* Exercise brief
What lines in the following entries hold the word "direction"? Copy each one.

BEGIN

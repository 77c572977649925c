// Copyright 2025 the Picklist Authors
// SPDX-License-Identifier: Apache-2.0 OR MIT

//! Self-clearing live-region text.
//!
//! Assertive screen-reader announcements such as "Finland removed" must not
//! linger, or they would be read again on the next update. An [`Announcer`]
//! keeps the text until a fixed delay has passed since it was set. Setting new
//! text restarts the delay, so a stale clear never wipes a fresh message.

/// Delay after which announcement text is cleared, in milliseconds.
pub const DEFAULT_CLEAR_DELAY: u64 = 1000;

/// Holder for announcement text with an auto-clear deadline.
#[derive(Clone, Debug)]
pub struct Announcer<T> {
    /// Milliseconds between [`Announcer::announce`] and the automatic clear.
    pub clear_delay: u64,
    text: Option<T>,
    clear_at: Option<u64>,
}

impl<T> Announcer<T> {
    /// Create an announcer using [`DEFAULT_CLEAR_DELAY`].
    pub fn new() -> Self {
        Self::with_delay(DEFAULT_CLEAR_DELAY)
    }

    /// Create an announcer with a custom clear delay.
    pub fn with_delay(clear_delay: u64) -> Self {
        Self {
            clear_delay,
            text: None,
            clear_at: None,
        }
    }

    /// Set the text at time `now`, superseding any pending clear.
    pub fn announce(&mut self, text: T, now: u64) {
        self.text = Some(text);
        self.clear_at = Some(now.saturating_add(self.clear_delay));
    }

    /// Clear the text if its deadline has passed.
    ///
    /// Returns `true` if the text was cleared by this call.
    pub fn poll(&mut self, now: u64) -> bool {
        match self.clear_at {
            Some(at) if now >= at => {
                self.clear_at = None;
                self.text = None;
                true
            }
            _ => false,
        }
    }

    /// The text currently announced.
    pub fn text(&self) -> Option<&T> {
        self.text.as_ref()
    }

    /// When the text will clear, if it is set.
    pub fn deadline(&self) -> Option<u64> {
        self.clear_at
    }

    /// Clear immediately, for example when the widget is torn down.
    pub fn cancel(&mut self) {
        self.text = None;
        self.clear_at = None;
    }
}

impl<T> Default for Announcer<T> {
    fn default() -> Self {
        Self::new()
    }
}
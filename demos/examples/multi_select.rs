// Copyright 2025 the Picklist Authors
// SPDX-License-Identifier: Apache-2.0 OR MIT

//! A scripted MultiSelect session.
//!
//! This example drives a multi-select the way a host UI would:
//! - keystrokes and clicks go in as `MultiSelectEvent`s with a clock value,
//! - effects come out and are "delivered" by printing them,
//! - a blur is answered one frame later with the regions holding focus.
//!
//! Run:
//! - `cargo run -p picklist_demos --example multi_select`

use picklist::{
    Effect, FocusRegions, IdGenerator, Item, Labels, MultiSelect, MultiSelectConfig,
    MultiSelectEvent, NavKey,
};

fn deliver(widget: &MultiSelect, effects: &[Effect<Vec<Item>>]) {
    for effect in effects {
        match effect {
            Effect::SelectionChanged(items) => {
                let labels: Vec<&str> = items.iter().map(Item::chip_label).collect();
                println!("  onItemSelectionsChange({labels:?})");
            }
            Effect::ScheduleSettle => println!("  (settle requested for next frame)"),
            other => println!("  {other:?}"),
        }
    }
    let options: Vec<String> = widget
        .options()
        .iter()
        .map(|o| {
            format!(
                "{}{}{}",
                if o.has_keyboard_focus { ">" } else { " " },
                if o.checked { "[x] " } else { "[ ] " },
                o.item.label_text
            )
        })
        .collect();
    if widget.is_open() {
        println!("  popover: {options:?}");
        if let Some(suggestion) = widget.addition_suggestion() {
            println!("  suggestion: add \"{}\"", suggestion.label_text);
        }
    }
}

fn main() {
    picklist_demos::init_logging();

    let mut ids = IdGenerator::new("demo");
    let config = MultiSelectConfig::new(vec![
        Item::new("fi", "Finland").with_chip_text("FI"),
        Item::new("se", "Sweden").with_chip_text("SE"),
        Item::new("no", "Norway").with_chip_text("NO"),
        Item::new("dk", "Denmark").with_chip_text("DK"),
        Item::new("is", "Iceland").with_chip_text("IS").with_disabled(true),
    ])
    .with_default_selected_items(vec![
        Item::new("is", "Iceland").with_chip_text("IS").with_disabled(true),
    ])
    .with_item_addition(true)
    .with_debounce(250)
    .with_labels(Labels {
        label_text: "Countries".into(),
        no_items_text: "No countries".into(),
        aria_selected_amount_text: " selected".into(),
        aria_options_available_text: " options available".into(),
        aria_option_chip_removed_text: "removed".into(),
    });
    let mut widget = MultiSelect::new(config, &mut ids);

    let script = [
        (0, MultiSelectEvent::Focus),
        (100, MultiSelectEvent::Input("n".into())),
        (180, MultiSelectEvent::Input("nor".into())),
        (200, MultiSelectEvent::Key(NavKey::ArrowDown)),
        (220, MultiSelectEvent::Key(NavKey::Enter)),
        (500, MultiSelectEvent::Tick),
        (600, MultiSelectEvent::Input("Faroe".into())),
        (650, MultiSelectEvent::Key(NavKey::ArrowDown)),
        (700, MultiSelectEvent::Key(NavKey::Enter)),
        (800, MultiSelectEvent::ChipClick("no".into())),
        (900, MultiSelectEvent::Key(NavKey::Escape)),
        (1000, MultiSelectEvent::RemoveAllClick),
        (1100, MultiSelectEvent::Blur),
        (1116, MultiSelectEvent::FocusSettled(FocusRegions::empty())),
        (2000, MultiSelectEvent::Tick),
    ];

    for (now, event) in script {
        println!("t={now:>5} {event:?}");
        let effects = widget.handle(event, now);
        deliver(&widget, &effects);
        if let Some(text) = widget.chip_removal_text() {
            println!("  live region: {text:?}");
        }
    }

    let chips: Vec<&str> = widget.selected_items().iter().map(Item::chip_label).collect();
    println!("final selection: {chips:?}");
}
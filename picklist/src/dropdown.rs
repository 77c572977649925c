// Copyright 2025 the Picklist Authors
// SPDX-License-Identifier: Apache-2.0 OR MIT

//! Single-select listbox.

use alloc::format;
use alloc::string::String;
use alloc::vec::Vec;

use log::{debug, trace, warn};

use picklist_nav::{FocusedDescendant, NavKey, Target};
use picklist_selection::{Item, SelectionError, SingleSelection, validate_collection};

use crate::{Effect, Effects, IdGenerator, WidgetId};

/// Construction-time configuration of a [`Dropdown`].
#[derive(Clone, Debug, Default)]
pub struct DropdownConfig {
    /// Explicit widget id; drawn from an [`IdGenerator`] when `None`.
    pub id: Option<String>,
    /// The options.
    pub items: Vec<Item>,
    /// Controlled value (an item id).
    pub value: Option<String>,
    /// Initial value of an uncontrolled dropdown (an item id).
    pub default_value: Option<String>,
    /// Label of the dropdown.
    pub label_text: String,
    /// Shown on the button when nothing is selected.
    pub visual_placeholder: Option<String>,
    /// Always show the placeholder, using the dropdown as an action menu.
    pub always_show_visual_placeholder: bool,
    /// Id of the button; defaults to `{id}_button`.
    pub button_id: Option<String>,
    /// Disable all interaction.
    pub disabled: bool,
}

impl DropdownConfig {
    /// Configuration over `items` with everything else defaulted.
    pub fn new(label_text: impl Into<String>, items: Vec<Item>) -> Self {
        Self {
            label_text: label_text.into(),
            items,
            ..Self::default()
        }
    }
}

/// Input delivered to [`Dropdown::handle`].
#[derive(Clone, Debug, PartialEq, Eq)]
pub enum DropdownEvent {
    /// The button was clicked.
    ButtonClick,
    /// A navigation key was pressed on the button or in the list.
    Key(NavKey),
    /// An option was clicked.
    ItemClick(String),
    /// A click landed outside the popover.
    ClickOutside,
}

/// Headless dropdown state.
#[derive(Clone, Debug)]
pub struct Dropdown {
    id: WidgetId,
    config: DropdownConfig,
    selection: SingleSelection,
    open: bool,
    focus: FocusedDescendant<String>,
}

fn check_items(label_text: &str, items: &[Item]) {
    match validate_collection(items) {
        Ok(()) => {}
        Err(SelectionError::EmptyCollection) => {
            warn!("Dropdown '{label_text}' does not contain items");
        }
        Err(err) => warn!("Dropdown '{label_text}': {err}"),
    }
}

fn lookup(items: &[Item], id: Option<&str>) -> Option<Item> {
    let id = id?;
    let found = items.iter().find(|i| i.unique_item_id == id).cloned();
    if found.is_none() {
        warn!("Dropdown value '{id}' does not match any item");
    }
    found
}

impl Dropdown {
    /// Create a dropdown from `config`, drawing an id from `ids` if needed.
    pub fn new(config: DropdownConfig, ids: &mut IdGenerator) -> Self {
        let id = ids.resolve(config.id.as_deref());
        check_items(&config.label_text, &config.items);
        let controlled = config
            .value
            .as_deref()
            .map(|v| lookup(&config.items, Some(v)));
        let default = config
            .default_value
            .as_deref()
            .map(|v| lookup(&config.items, Some(v)));
        Self {
            id,
            selection: SingleSelection::initialize(controlled, default),
            open: false,
            focus: FocusedDescendant::new(),
            config,
        }
    }

    /// Process one event.
    pub fn handle(&mut self, event: DropdownEvent) -> Effects<Item> {
        let mut effects = Effects::new();
        if self.config.disabled {
            trace!("Dropdown {}: disabled, ignoring {event:?}", self.id);
            return effects;
        }
        match event {
            DropdownEvent::ButtonClick => {
                if self.open {
                    self.close();
                } else {
                    self.open();
                }
            }
            DropdownEvent::Key(key) => self.on_key(key, &mut effects),
            DropdownEvent::ItemClick(item_id) => {
                let item = self
                    .config
                    .items
                    .iter()
                    .find(|i| i.unique_item_id == item_id)
                    .cloned();
                if let Some(item) = item {
                    self.commit(&item, &mut effects);
                }
            }
            DropdownEvent::ClickOutside => self.close(),
        }
        effects
    }

    fn on_key(&mut self, key: NavKey, effects: &mut Effects<Item>) {
        if !self.open {
            // Any navigation key on the closed button opens the list.
            if key != NavKey::Escape {
                self.open();
            }
            return;
        }
        let ids = self.item_ids();
        if let Some(direction) = key.direction() {
            self.focus.step(&ids, None, direction);
            return;
        }
        match key {
            NavKey::Enter => {
                if let Some(Target::Item(index)) = self.focus.resolve(&ids, None) {
                    let item = self.config.items[index].clone();
                    self.commit(&item, effects);
                }
            }
            NavKey::Escape => self.close(),
            NavKey::ArrowDown | NavKey::ArrowUp => {}
        }
    }

    fn commit(&mut self, item: &Item, effects: &mut Effects<Item>) {
        match self.selection.toggle(item) {
            Some(change) => {
                if let Some(value) = change.value {
                    effects.push(Effect::SelectionChanged(value));
                }
                self.close();
            }
            None => debug!("Dropdown {}: item '{}' is disabled", self.id, item.unique_item_id),
        }
    }

    fn open(&mut self) {
        if self.config.items.is_empty() {
            return;
        }
        self.open = true;
        // Focus starts on the selected option, or the first one.
        let start = self
            .selection
            .selected_id()
            .filter(|id| self.config.items.iter().any(|i| i.unique_item_id == *id))
            .map(String::from)
            .or_else(|| self.config.items.first().map(|i| i.unique_item_id.clone()));
        if let Some(start) = start {
            self.focus.set(start);
        }
        debug!("Dropdown {}: opened", self.id);
    }

    fn close(&mut self) {
        if self.open {
            debug!("Dropdown {}: closed", self.id);
        }
        self.open = false;
        self.focus.clear();
    }

    /// Feed a new controlled value (an item id). Returns `true` if it changed.
    pub fn set_value(&mut self, value: Option<&str>) -> bool {
        let item = lookup(&self.config.items, value);
        self.selection.reconcile_external(item)
    }

    /// Replace the options.
    ///
    /// Focus on an option that is gone moves to the first option while the
    /// list is open.
    pub fn set_items(&mut self, items: Vec<Item>) {
        check_items(&self.config.label_text, &items);
        self.config.items = items;
        if self.config.items.is_empty() {
            self.close();
            return;
        }
        let ids = self.item_ids();
        if self.focus.resolve(&ids, None).is_none() {
            let first = self.open.then(|| ids.into_iter().next()).flatten();
            self.focus.clear();
            if let Some(first) = first {
                self.focus.set(first);
            }
        }
    }

    fn item_ids(&self) -> Vec<String> {
        self.config
            .items
            .iter()
            .map(|i| i.unique_item_id.clone())
            .collect()
    }

    /// The widget id.
    pub fn id(&self) -> &WidgetId {
        &self.id
    }

    /// Id of the button element.
    pub fn button_id(&self) -> String {
        self.config
            .button_id
            .clone()
            .unwrap_or_else(|| format!("{}_button", self.id))
    }

    /// Whether the dropdown has anything to render.
    pub fn is_renderable(&self) -> bool {
        !self.config.items.is_empty()
    }

    /// Whether the list is shown.
    pub fn is_open(&self) -> bool {
        self.open
    }

    /// Whether the value is owned by the consumer.
    pub fn is_controlled(&self) -> bool {
        self.selection.is_controlled()
    }

    /// The selected item.
    pub fn selected(&self) -> Option<&Item> {
        self.selection.value().as_ref()
    }

    /// Id of the focused option, if any.
    pub fn focused_id(&self) -> Option<&str> {
        self.focus.get().map(String::as_str)
    }

    /// Value for `aria-activedescendant`.
    pub fn active_descendant(&self) -> Option<String> {
        self.focused_id().map(|f| self.id.option_id(f))
    }

    /// Text for the button face.
    pub fn display_text(&self) -> Option<&str> {
        if self.config.always_show_visual_placeholder {
            return self.config.visual_placeholder.as_deref();
        }
        match self.selected() {
            Some(item) => Some(item.label_text.as_str()),
            None => self.config.visual_placeholder.as_deref(),
        }
    }

    /// The options.
    pub fn items(&self) -> &[Item] {
        &self.config.items
    }
}

#[cfg(test)]
mod tests {
    use super::*;
    use alloc::string::ToString;
    use alloc::vec;

    fn items() -> Vec<Item> {
        vec![
            Item::new("a", "Alpha"),
            Item::new("b", "Beta").with_disabled(true),
            Item::new("c", "Gamma"),
        ]
    }

    fn dropdown(config: DropdownConfig) -> Dropdown {
        Dropdown::new(config, &mut IdGenerator::new("dd"))
    }

    #[test]
    fn value_priority_controlled_over_default() {
        let mut config = DropdownConfig::new("Letter", items());
        config.value = Some("c".to_string());
        config.default_value = Some("a".to_string());
        let dd = dropdown(config);
        assert!(dd.is_controlled());
        assert_eq!(dd.selected().map(Item::id), Some("c"));

        let mut config = DropdownConfig::new("Letter", items());
        config.default_value = Some("a".to_string());
        let dd = dropdown(config);
        assert!(!dd.is_controlled());
        assert_eq!(dd.selected().map(Item::id), Some("a"));

        let dd = dropdown(DropdownConfig::new("Letter", items()));
        assert_eq!(dd.selected(), None);
    }

    #[test]
    fn open_focuses_selected_then_navigation_wraps() {
        let mut config = DropdownConfig::new("Letter", items());
        config.default_value = Some("c".to_string());
        let mut dd = dropdown(config);
        dd.handle(DropdownEvent::ButtonClick);
        assert!(dd.is_open());
        assert_eq!(dd.focused_id(), Some("c"));
        assert_eq!(dd.active_descendant().as_deref(), Some("dd-1-c"));

        dd.handle(DropdownEvent::Key(NavKey::ArrowDown));
        assert_eq!(dd.focused_id(), Some("a"));
        dd.handle(DropdownEvent::Key(NavKey::ArrowUp));
        assert_eq!(dd.focused_id(), Some("c"));
    }

    #[test]
    fn enter_commits_and_closes() {
        let mut dd = dropdown(DropdownConfig::new("Letter", items()));
        dd.handle(DropdownEvent::Key(NavKey::ArrowDown));
        assert!(dd.is_open());
        assert_eq!(dd.focused_id(), Some("a"));
        let effects = dd.handle(DropdownEvent::Key(NavKey::Enter));
        assert_eq!(
            effects.as_slice(),
            &[Effect::SelectionChanged(Item::new("a", "Alpha"))]
        );
        assert!(!dd.is_open());
        assert_eq!(dd.display_text(), Some("Alpha"));
    }

    #[test]
    fn disabled_option_cannot_be_chosen() {
        let mut dd = dropdown(DropdownConfig::new("Letter", items()));
        dd.handle(DropdownEvent::ButtonClick);
        let effects = dd.handle(DropdownEvent::ItemClick("b".to_string()));
        assert!(effects.is_empty());
        assert!(dd.is_open());
        assert_eq!(dd.selected(), None);
    }

    #[test]
    fn controlled_dropdown_reports_but_waits_for_value() {
        let mut config = DropdownConfig::new("Letter", items());
        config.value = Some("a".to_string());
        let mut dd = dropdown(config);
        let effects = dd.handle(DropdownEvent::ItemClick("c".to_string()));
        assert_eq!(
            effects.as_slice(),
            &[Effect::SelectionChanged(Item::new("c", "Gamma"))]
        );
        assert_eq!(dd.selected().map(Item::id), Some("a"));
        assert!(dd.set_value(Some("c")));
        assert!(!dd.set_value(Some("c")));
        assert_eq!(dd.selected().map(Item::id), Some("c"));
    }

    #[test]
    fn escape_and_click_outside_close() {
        let mut dd = dropdown(DropdownConfig::new("Letter", items()));
        dd.handle(DropdownEvent::ButtonClick);
        dd.handle(DropdownEvent::Key(NavKey::Escape));
        assert!(!dd.is_open());
        assert_eq!(dd.focused_id(), None);
        dd.handle(DropdownEvent::ButtonClick);
        dd.handle(DropdownEvent::ClickOutside);
        assert!(!dd.is_open());
    }

    #[test]
    fn placeholder_rules() {
        let mut config = DropdownConfig::new("Letter", items());
        config.visual_placeholder = Some("Choose".to_string());
        config.default_value = Some("a".to_string());
        let dd = dropdown(config.clone());
        assert_eq!(dd.display_text(), Some("Alpha"));

        config.always_show_visual_placeholder = true;
        let dd = dropdown(config.clone());
        assert_eq!(dd.display_text(), Some("Choose"));

        config.always_show_visual_placeholder = false;
        config.default_value = None;
        let dd = dropdown(config);
        assert_eq!(dd.display_text(), Some("Choose"));
    }

    #[test]
    fn shrinking_items_moves_focus_off_removed_option() {
        let mut dd = dropdown(DropdownConfig::new("Letter", items()));
        dd.handle(DropdownEvent::ButtonClick);
        dd.handle(DropdownEvent::Key(NavKey::ArrowDown));
        assert_eq!(dd.focused_id(), Some("b"));

        dd.set_items(vec![Item::new("a", "Alpha")]);
        assert_eq!(dd.focused_id(), Some("a"));
        assert_eq!(dd.active_descendant().as_deref(), Some("dd-1-a"));
        let effects = dd.handle(DropdownEvent::Key(NavKey::Enter));
        assert_eq!(
            effects.as_slice(),
            &[Effect::SelectionChanged(Item::new("a", "Alpha"))]
        );
    }

    #[test]
    fn replacing_items_keeps_surviving_focus() {
        let mut dd = dropdown(DropdownConfig::new("Letter", items()));
        dd.handle(DropdownEvent::ButtonClick);
        dd.handle(DropdownEvent::Key(NavKey::ArrowUp));
        assert_eq!(dd.focused_id(), Some("c"));
        dd.set_items(vec![Item::new("c", "Gamma"), Item::new("d", "Delta")]);
        assert_eq!(dd.focused_id(), Some("c"));

        dd.set_items(Vec::new());
        assert!(!dd.is_open());
        assert_eq!(dd.focused_id(), None);
    }

    #[test]
    fn empty_dropdown_is_inert() {
        let mut dd = dropdown(DropdownConfig::new("Nothing", Vec::new()));
        assert!(!dd.is_renderable());
        dd.handle(DropdownEvent::ButtonClick);
        dd.handle(DropdownEvent::Key(NavKey::ArrowDown));
        assert!(!dd.is_open());
        assert!(dd.handle(DropdownEvent::Key(NavKey::Enter)).is_empty());
    }

    #[test]
    fn disabled_dropdown_ignores_events() {
        let mut config = DropdownConfig::new("Letter", items());
        config.disabled = true;
        let mut dd = dropdown(config);
        dd.handle(DropdownEvent::ButtonClick);
        assert!(!dd.is_open());
    }

    #[test]
    fn ids() {
        let mut config = DropdownConfig::new("Letter", items());
        config.id = Some("letter".to_string());
        let dd = dropdown(config.clone());
        assert_eq!(dd.button_id(), "letter_button");
        config.button_id = Some("custom".to_string());
        assert_eq!(dropdown(config).button_id(), "custom");
    }
}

END

* Result
        if let Some(direction) = key.direction() {
            self.focus.step(&ids, None, direction);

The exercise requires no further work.